use anyhow::Context;
use clap::Parser;

use remotefs::cadapter::open_backend;
use remotefs::cli::{Cli, Command, MountArgs, S3Args, ServeArgs};
use remotefs::fuse::mount::mount_remote;
use remotefs::serve;
use remotefs::vfs::fs::RemoteFs;

#[tokio::main]
async fn main() -> anyhow::Result<()> {
    let cli = Cli::parse();
    let _guard = remotefs::logging::init(cli.log_file.as_deref(), cli.debug_fuse)
        .context("failed to set up logging")?;

    match &cli.command {
        Command::Mount(args) => run_mount(args, &cli.s3).await,
        Command::Serve(args) => run_serve(args, &cli.s3).await,
    }
}

async fn run_mount(args: &MountArgs, s3: &S3Args) -> anyhow::Result<()> {
    let config = args.to_config(s3)?;
    let backend = open_backend(&config.remote, &config.s3)
        .await
        .with_context(|| format!("failed to open remote {:?}", config.remote))?;
    let fs = RemoteFs::new(backend, config.vfs.clone()).with_attr_ttl(config.attr_ttl);

    let mut handle = mount_remote(fs, &config).await.with_context(|| {
        format!(
            "mount at {} failed; is FUSE (fusermount3) available?",
            config.mount_point.display()
        )
    })?;
    tracing::info!(mount_point = %config.mount_point.display(), "mounted, press Ctrl+C to unmount");

    tokio::select! {
        res = &mut handle => res.context("filesystem session ended with an error")?,
        res = tokio::signal::ctrl_c() => {
            res.context("failed to listen for Ctrl+C")?;
            tracing::info!("unmounting");
            handle.unmount().await.context("unmount failed")?;
        }
    }
    Ok(())
}

async fn run_serve(args: &ServeArgs, s3: &S3Args) -> anyhow::Result<()> {
    let config = args.to_config(s3);
    let backend = open_backend(&config.remote, &config.s3)
        .await
        .with_context(|| format!("failed to open remote {:?}", config.remote))?;
    serve::run(&config, backend)
        .await
        .with_context(|| format!("HTTP server on {} failed", config.bind))
}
* * * * *
PROBLEM DESCRIPTION
Among the records above, find each line containing the string "ServeArgs" and copy it.

WRITTEN SOLUTION
use remotefs::cli::{Cli, Command, MountArgs, S3Args, ServeArgs};
async fn run_serve(args: &ServeArgs, s3: &S3Args) -> anyhow::Result<()> {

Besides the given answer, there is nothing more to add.